= Thomas Seymour Hill =

Australian rules football administrator (1893–1977)

Thomas Seymour Hill (21 February 1893 – 1 August 1977), invariably referred to as T. S. Hill, was a leading Australian rules football administrator in the SANFL between 1926 and 1963.

==History==
Hill was born at Beulah road, Norwood, close to Norwood Oval, and went to school in Marryatville. His first employment was ten years in the wheat trade with Dalgety & Co., followed by Norman & Co.
As a youngster he attended Clayton Congregational Church, played football with the church team, and was involved in other church activities such as their Literary Society and Model Parliament.
Around 1913 he organised a basketball team with E. Wadham, E. A. Johnson, and H. E. P. Whitfield that played in Melbourne.
He accepted a position with the Federal Mutual Insurance Company when A. J. Richardson left for England with the Australian XI in 1926. Hill played for the East Torrens Cricket Club (Richardson's old team), and was their secretary 1924–1926.

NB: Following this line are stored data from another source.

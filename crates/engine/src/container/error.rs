//! Errors surfaced by the container runtime.

use thiserror::Error;

/// A failed call to the container daemon.
#[derive(Debug, Clone, Error, PartialEq, Eq)]
pub enum DaemonError {
    #[error("failed to run {program}: {message}")]
    Spawn { program: String, message: String },

    #[error("`{command}` failed ({status}): {stderr}")]
    Command { command: String, status: String, stderr: String },

    #[error("{0}")]
    Io(String),

    #[error("unexpected daemon output: {0}")]
    Protocol(String),

    #[error("operation cancelled")]
    Cancelled,
}

impl DaemonError {
    pub fn io(error: &std::io::Error) -> Self {
        Self::Io(error.to_string())
    }
}

/// Errors from one container invocation, one variant per lifecycle stage.
#[derive(Debug, Clone, Error)]
pub enum ContainerError {
    #[error("failed to ensure network '{network}': {source}")]
    NetworkSetup {
        network: String,
        #[source]
        source: DaemonError,
    },

    /// Image acquisition failed and creation then failed too.
    #[error("{image}, {creation}")]
    ImageAcquisition { image: DaemonError, creation: DaemonError },

    #[error("invalid port binding '{binding}': {reason}")]
    InvalidPortBinding { binding: String, reason: String },

    #[error("failed to create container: {0}")]
    Creation(#[source] DaemonError),

    #[error("failed to start container: {0}")]
    Start(#[source] DaemonError),

    #[error("failed to stream container output: {0}")]
    Streaming(#[source] DaemonError),

    #[error("error waiting on container: {0}")]
    Wait(#[source] DaemonError),
}

impl ContainerError {
    pub fn network_setup(network: impl Into<String>, source: DaemonError) -> Self {
        Self::NetworkSetup {
            network: network.into(),
            source,
        }
    }

    pub fn invalid_port_binding(binding: impl Into<String>, reason: impl Into<String>) -> Self {
        Self::InvalidPortBinding {
            binding: binding.into(),
            reason: reason.into(),
        }
    }
}

#[cfg(test)]
mod tests {
    use super::*;

    #[test]
    fn test_image_error_is_combined_with_creation_error() {
        let err = ContainerError::ImageAcquisition {
            image: DaemonError::Io("pull access denied".into()),
            creation: DaemonError::Io("No such image: alpine:3".into()),
        };
        assert_eq!(err.to_string(), "pull access denied, No such image: alpine:3");
    }

    #[test]
    fn test_wait_error_message() {
        let err = ContainerError::Wait(DaemonError::Cancelled);
        assert_eq!(err.to_string(), "error waiting on container: operation cancelled");
    }
}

Hill was secretary for Norwood from 1926 to 1935.
In 1935 he succeeded Frank Marlow as secretary of the SANFL and continued in this post until 1963. He was secretary of the Australian National Football Council from 1938 until 1947.

==Recognition==
He was made a Life Member of Norwood Football Club and the SANFL. He was inducted in the inaugural intake of the SANFL Hall of Fame in 2002 and selected to the Australian Football Hall of Fame in 1996.

The premiership trophy of the SANFL was named after him.